[Collected data entries]
········
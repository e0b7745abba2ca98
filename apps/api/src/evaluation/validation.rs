use std::collections::BTreeMap;
use std::fmt;

use serde::ser::SerializeStruct;
use serde::{Serialize, Serializer};

use crate::rubric::{CompetencyLevel, Disposition, DispositionLevel, RubricItem, Score};

/// Completion rules, in the order their issues are reported.
#[derive(Debug, Clone, Copy, PartialEq, Eq, Serialize)]
#[serde(rename_all = "snake_case")]
pub enum ValidationRule {
    MissingScores,
    BelowMinimum,
    MissingJustifications,
    MissingDispositions,
    DispositionsBelowMinimum,
}

/// One violated rule with every offending id, sorted.
#[derive(Debug, Clone, PartialEq, Eq)]
pub struct ValidationIssue {
    pub rule: ValidationRule,
    pub ids: Vec<String>,
}

impl fmt::Display for ValidationIssue {
    fn fmt(&self, f: &mut fmt::Formatter<'_>) -> fmt::Result {
        let ids = self.ids.join(", ");
        match self.rule {
            ValidationRule::MissingScores => write!(f, "Missing scores for: {ids}"),
            ValidationRule::BelowMinimum => write!(
                f,
                "Scores below the required minimum of {} ({}): {ids}",
                CompetencyLevel::PASSING.value(),
                CompetencyLevel::PASSING.label()
            ),
            ValidationRule::MissingJustifications => write!(
                f,
                "Justification required for items scored {} or higher: {ids}",
                CompetencyLevel::PASSING.value()
            ),
            ValidationRule::MissingDispositions => {
                write!(f, "Missing disposition scores for: {ids}")
            }
            ValidationRule::DispositionsBelowMinimum => write!(
                f,
                "Disposition scores below the required minimum of {} ({}): {ids}",
                DispositionLevel::PASSING.value(),
                DispositionLevel::PASSING.label()
            ),
        }
    }
}

impl Serialize for ValidationIssue {
    fn serialize<S: Serializer>(&self, serializer: S) -> Result<S::Ok, S::Error> {
        let mut state = serializer.serialize_struct("ValidationIssue", 3)?;
        state.serialize_field("rule", &self.rule)?;
        state.serialize_field("ids", &self.ids)?;
        state.serialize_field("message", &self.to_string())?;
        state.end()
    }
}

/// Checks the completion rules for an evaluation against the active rubric set.
///
/// An empty result means the evaluation may be marked completed. Failures are advisory:
/// callers still persist the record, tagged `needs_improvement`.
///
/// Justifications are required only for items scored at or above the passing level;
/// low scores and `not_observed` items need none.
pub fn validate(
    scores: &BTreeMap<String, Score>,
    justifications: &BTreeMap<String, String>,
    disposition_scores: &BTreeMap<String, DispositionLevel>,
    items: &[RubricItem],
    dispositions: &[Disposition],
) -> Vec<ValidationIssue> {
    let mut issues = Vec::new();

    let missing = sorted(
        items
            .iter()
            .filter(|item| !scores.contains_key(item.id))
            .map(|item| item.id.to_string()),
    );
    push_issue(&mut issues, ValidationRule::MissingScores, missing);

    let numeric: Vec<(&String, CompetencyLevel)> = scores
        .iter()
        .filter_map(|(id, score)| score.level().map(|level| (id, level)))
        .collect();

    let below_minimum = sorted(
        numeric
            .iter()
            .filter(|(_, level)| *level < CompetencyLevel::PASSING)
            .map(|(id, _)| id.to_string()),
    );
    push_issue(&mut issues, ValidationRule::BelowMinimum, below_minimum);

    let unjustified = sorted(
        numeric
            .iter()
            .filter(|(_, level)| *level >= CompetencyLevel::PASSING)
            .filter(|(id, _)| {
                justifications
                    .get(id.as_str())
                    .map_or(true, |text| text.trim().is_empty())
            })
            .map(|(id, _)| id.to_string()),
    );
    push_issue(&mut issues, ValidationRule::MissingJustifications, unjustified);

    if !dispositions.is_empty() {
        let missing_dispositions = sorted(
            dispositions
                .iter()
                .filter(|d| !disposition_scores.contains_key(d.id))
                .map(|d| d.id.to_string()),
        );
        push_issue(
            &mut issues,
            ValidationRule::MissingDispositions,
            missing_dispositions,
        );
    }

    let low_dispositions = sorted(
        disposition_scores
            .iter()
            .filter(|(_, level)| **level < DispositionLevel::PASSING)
            .map(|(id, _)| id.clone()),
    );
    push_issue(
        &mut issues,
        ValidationRule::DispositionsBelowMinimum,
        low_dispositions,
    );

    issues
}

fn sorted(ids: impl Iterator<Item = String>) -> Vec<String> {
    let mut ids: Vec<String> = ids.collect();
    ids.sort();
    ids
}

fn push_issue(issues: &mut Vec<ValidationIssue>, rule: ValidationRule, ids: Vec<String>) {
    if !ids.is_empty() {
        issues.push(ValidationIssue { rule, ids });
    }
}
········
WHAT IS REQUIRED:
Copy out each line of the entries that holds "RubricItem".

FINISHED EXERCISE:
use crate::rubric::{CompetencyLevel, Disposition, DispositionLevel, RubricItem, Score};
    items: &[RubricItem],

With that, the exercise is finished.